Пошел к нему и спрашивает:
— Зачем Вы чад моих духовных смущаете?
— Прости, отец Никон, — повинился старец, — это я испытывал ее любовь к тебе. Я пошутил.
И вытащил ватную скуфью с наушниками, снял с о. Никона его летнюю, а теплую нахлобучил ему на голову. Отец Никон задумался…
С ордером на обыск пришли в июне 1927 года. Накануне о. Никон целый день был в Оптиной, написал много писем духовным чадам, а утром велел Настасье принести. Только та отбыла в Козельск, в больницу, задыхаясь, вбежал о. Иаков:
— Где Настя?
— Ушла, — сказала Ирина.
— Верни ее скорее, обыск у нас.
Ириша к парому, а сестрицы и след простыл.
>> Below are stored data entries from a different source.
//! Candle custom ops over the sparse kernels.
//!
//! Each op owns the index lists it was built with, so the backward pass sees
//! exactly the indices the forward pass used. Indices never receive a
//! gradient. Only CPU storage is supported.

use std::sync::Arc;

use candle_core::{bail, CpuStorage, CustomOp2, CustomOp3, Layout, Result, Shape, Tensor};

use crate::kernels::{feature_transformer, move_projection, ScatterStrategy, SENTINEL};

fn contiguous_f32<'a>(storage: &'a CpuStorage, layout: &Layout, name: &str) -> Result<&'a [f32]> {
    let data = storage.as_slice::<f32>()?;
    match layout.contiguous_offsets() {
        Some((start, end)) => Ok(&data[start..end]),
        None => bail!("{name} must be contiguous"),
    }
}

fn to_vec(tensor: &Tensor) -> Result<Vec<f32>> {
    tensor.contiguous()?.flatten_all()?.to_vec1::<f32>()
}

/// Checks that `indices` is `[batch × slots]`, padded with the sentinel, and
/// that every index is below `limit`.
fn check_indices(indices: &[i32], slots: usize, limit: usize, name: &str) -> Result<usize> {
    if slots == 0 || indices.len() % slots != 0 {
        bail!("{name}: {} indices do not split into {slots} slots", indices.len());
    }
    if let Some(bad) = indices
        .iter()
        .find(|&&i| i != SENTINEL && (i < 0 || i as usize >= limit))
    {
        bail!("{name}: index {bad} outside [0, {limit})");
    }
    Ok(indices.len() / slots)
}

/// `(weight [input × hidden], bias [hidden]) -> [batch × hidden]`
pub struct FeatureTransformerOp {
    indices: Arc<[i32]>,
    max_active: usize,
    batch: usize,
    strategy: ScatterStrategy,
}

impl FeatureTransformerOp {
    pub fn new(
        indices: Arc<[i32]>,
        max_active: usize,
        input_size: usize,
        strategy: ScatterStrategy,
    ) -> Result<Self> {
        let batch = check_indices(&indices, max_active, input_size, "feature transformer")?;
        Ok(Self {
            indices,
            max_active,
            batch,
            strategy,
        })
    }
}

impl CustomOp2 for FeatureTransformerOp {
    fn name(&self) -> &'static str {
        "sparse-feature-transformer"
    }

    fn cpu_fwd(
        &self,
        s1: &CpuStorage,
        l1: &Layout,
        s2: &CpuStorage,
        l2: &Layout,
    ) -> Result<(CpuStorage, Shape)> {
        let (input_size, hidden) = l1.shape().dims2()?;
        if l2.shape().dims1()? != hidden {
            bail!("feature transformer bias does not match {hidden} hidden units");
        }
        let weights = contiguous_f32(s1, l1, "feature transformer weight")?;
        let bias = contiguous_f32(s2, l2, "feature transformer bias")?;
        debug_assert_eq!(weights.len(), input_size * hidden);

        let output = feature_transformer::forward(&self.indices, weights, bias, self.max_active);
        Ok((CpuStorage::F32(output), Shape::from((self.batch, hidden))))
    }

    fn bwd(
        &self,
        weights: &Tensor,
        bias: &Tensor,
        _res: &Tensor,
        grad: &Tensor,
    ) -> Result<(Option<Tensor>, Option<Tensor>)> {
        let (input_size, hidden) = weights.dims2()?;
        let grads = feature_transformer::backward(
            &to_vec(grad)?,
            &self.indices,
            input_size,
            hidden,
            self.max_active,
            self.strategy,
        );

        let weight_grad = Tensor::from_vec(grads.weights, (input_size, hidden), weights.device())?;
        let bias_grad = Tensor::from_vec(grads.bias, hidden, bias.device())?;
        Ok((Some(weight_grad), Some(bias_grad)))
    }
}

/// `(hidden [batch × H], weight [P × H], bias [P]) -> [batch × P]` logits,
/// masked outside each example's legal moves.
pub struct MoveProjectionOp {
    legal_moves: Arc<[i32]>,
    max_moves: usize,
    strategy: ScatterStrategy,
}

impl MoveProjectionOp {
    pub fn new(
        legal_moves: Arc<[i32]>,
        max_moves: usize,
        outputs: usize,
        strategy: ScatterStrategy,
    ) -> Result<Self> {
        check_indices(&legal_moves, max_moves, outputs, "move projection")?;
        Ok(Self {
            legal_moves,
            max_moves,
            strategy,
        })
    }
}

impl CustomOp3 for MoveProjectionOp {
    fn name(&self) -> &'static str {
        "sparse-move-projection"
    }

    fn cpu_fwd(
        &self,
        s1: &CpuStorage,
        l1: &Layout,
        s2: &CpuStorage,
        l2: &Layout,
        s3: &CpuStorage,
        l3: &Layout,
    ) -> Result<(CpuStorage, Shape)> {
        let (batch, width) = l1.shape().dims2()?;
        let (outputs, weight_width) = l2.shape().dims2()?;
        if weight_width != width || l3.shape().dims1()? != outputs {
            bail!("move projection parameters do not match {width} hidden units");
        }
        if batch * self.max_moves != self.legal_moves.len() {
            bail!("move projection: hidden batch {batch} does not match the legal move lists");
        }

        let hidden = contiguous_f32(s1, l1, "move projection input")?;
        let weights = contiguous_f32(s2, l2, "move projection weight")?;
        let bias = contiguous_f32(s3, l3, "move projection bias")?;

        let logits = move_projection::forward(hidden, weights, bias, &self.legal_moves, self.max_moves);
        Ok((CpuStorage::F32(logits), Shape::from((batch, outputs))))
    }

    fn bwd(
        &self,
        hidden: &Tensor,
        weights: &Tensor,
        bias: &Tensor,
        _res: &Tensor,
        grad: &Tensor,
    ) -> Result<(Option<Tensor>, Option<Tensor>, Option<Tensor>)> {
        let grads = move_projection::backward(
            &to_vec(grad)?,
            &to_vec(hidden)?,
            &to_vec(weights)?,
            &self.legal_moves,
            self.max_moves,
            self.strategy,
        );

        Ok((
            Some(Tensor::from_vec(grads.hidden, hidden.dims(), hidden.device())?),
            Some(Tensor::from_vec(grads.weights, weights.dims(), weights.device())?),
            Some(Tensor::from_vec(grads.bias, bias.dims(), bias.device())?),
        ))
    }
}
Напротив жили три монашки, о. Никон успел им шепнуть, чтобы шли навстречу, остановили Настю, только те встречали на дороге, а Настя, как назло, спрямила через луг. На улице ее насторожил запряженный лошадью воз, но не настолько, чтобы не зайти. Смотрит, калитка открыта, во дворе стоит чекист Блинков и мельтешат какие-то люди в военном. Обрадовались:
— Сама прилетела, птичка, заходи.
Письма, написанные о. Никоном, были у нее
под мышкой. Настя развернулась и бросилась бежать. Блинков выстрелил вверх по воротам. Чекисты сказали: «Монашку застрелил». Ее догнали, отняли письма и затащили в дом — выпытывать, что говорил ей отец Никон.
— Мы все знаем, но хотим проверить твою монашескую совесть. Чего язык проглотила?
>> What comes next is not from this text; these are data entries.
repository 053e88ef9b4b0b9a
use candle_core::{Result as CandleResult, Tensor};
use candle_nn::ops::{log_softmax, sigmoid};

const VALUE_LOSS_POWER: f64 = 2.5;

/// `mean(|σ(v) − t|^2.5)` with `t = σ(score / scale)·(1 − w) + wdl·w`.
pub fn value_loss(
    pred: &Tensor,
    scores: &Tensor,
    wdl: &Tensor,
    score_scale: f64,
    wdl_weight: f64,
) -> CandleResult<Tensor> {
    let from_score = (sigmoid(&scores.affine(1.0 / score_scale, 0.0)?)? * (1.0 - wdl_weight))?;
    let expected = (from_score + (wdl * wdl_weight)?)?;

    (sigmoid(pred)? - expected)?
        .abs()?
        .powf(VALUE_LOSS_POWER)?
        .mean_all()
}

/// Cross-entropy of the logits against a soft target distribution, averaged
/// over the batch. Masked logits carry no target mass.
pub fn policy_loss(logits: &Tensor, targets: &Tensor) -> CandleResult<Tensor> {
    let batch = logits.dim(0)?;
    (log_softmax(logits, 1)? * targets)?
        .sum_all()?
        .affine(-1.0 / batch as f64, 0.0)
}
/// Step learning rate: multiplied by `multiplier` every `interval` superbatches.
///
/// The rate is a pure function of the superbatch number, so resuming at any
/// superbatch picks up the same rate the uninterrupted run would have had.
#[derive(Debug, Clone)]
pub struct StepLr {
    base: f64,
    multiplier: f64,
    interval: usize,
}

impl StepLr {
    pub fn new(base: f64, multiplier: f64, interval: usize) -> Self {
        Self {
            base,
            multiplier,
            interval: interval.max(1),
        }
    }

    pub fn at(&self, superbatch: usize) -> f64 {
        let drops = superbatch.saturating_sub(1) / self.interval;
        self.base * self.multiplier.powi(drops as i32)
    }
}

#[cfg(test)]
mod tests {
    use super::*;

    #[test]
    fn drops_every_interval() {
        let lr = StepLr::new(0.001, 0.5, 10);
        assert_eq!(lr.at(1), 0.001);
        assert_eq!(lr.at(10), 0.001);
        assert_eq!(lr.at(11), 0.0005);
        assert_eq!(lr.at(21), 0.00025);
    }

    #[test]
    fn resuming_matches_an_uninterrupted_run() {
        let lr = StepLr::new(0.001, 0.99, 1);
        assert!((lr.at(5) - 0.001 * 0.99f64.powi(4)).abs() < 1e-15);
    }
}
Анастасия плакала. Наконец еле выдавила из себя:
— Не хочу с врагами разговаривать.
— Это тебе Никон сказал, что мы враги?
— Я была в Киеве и видела, там в пещерах на стене картина «Страшный Суд»: враг сидит, а ему со всех сторон несут и ведут…
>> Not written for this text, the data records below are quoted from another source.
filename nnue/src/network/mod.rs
pub mod feature_transformer;
pub mod model;
pub mod move_projection;
pub mod ops;

pub use feature_transformer::FeatureTransformer;
pub use model::{Network, NetworkInputs};
pub use move_projection::MoveProjection;

/// Parameters are initialized uniformly in `[-INIT_RANGE, INIT_RANGE]`.
pub const INIT_RANGE: f64 = 0.1;
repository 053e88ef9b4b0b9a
mod pipeline_tests;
В комнату ввели арестованных отцов. Они стояли потупившись, в скуфейках и подрясниках. Стали оформлять протоколы, Настю заставили подписать.
— Плачь не плачь, — усмехался Блинков, — все равно попу твоему голову с плеч.
— Не такой уж я виновник, — улыбнулся о. Никон.
Ирина, как услышала об аресте сестры и духовника, за ночь пробежала 60 км до Калуги, где узнала, что Настю заключили в одиночку, а о. Никона и о. Кирилла в общую камеру с уголовниками…
По окончании следствия о. Кирилла с Анастасией выслали в Туркестан. Сбылось пророчество о. Нектария, который настаивал, что Анастасия Промыслом Божиим должна жить в Оптиной: так он определил ее в келейницы к о. Кириллу. А о. Никона отправили на Соловки. Произошло это 27.1 (н. ст. 19.11), в день перенесения мощей Святителя Иоанна Златоуста…
Одно утешение осталось — Холмищи, один свет в окошке — старец Нектарий. Однажды Ириша ночевала у Батюшки, а обратно он отправил ее поздно, правда, пообещав: «К вечеру будешь в Козельске», и дал колотого сахару в дорогу, которого Ирише как раз хватило до самой Оптиной. Часов в пять вечера она подошла к селу за 12 км от Козельска, а дальше ей идти не советуют: зима, темнеет, не стоит искушать судьбу. Уже нашла себе ночлег, скептически улыбнувшись: вот и не исполнилось батюшкино слово. И только помыслила сие, как подъезжают знакомые, они едут в Калугу через Козельск, приглашают с собой Иришу. Старец, как всегда, оказался прав…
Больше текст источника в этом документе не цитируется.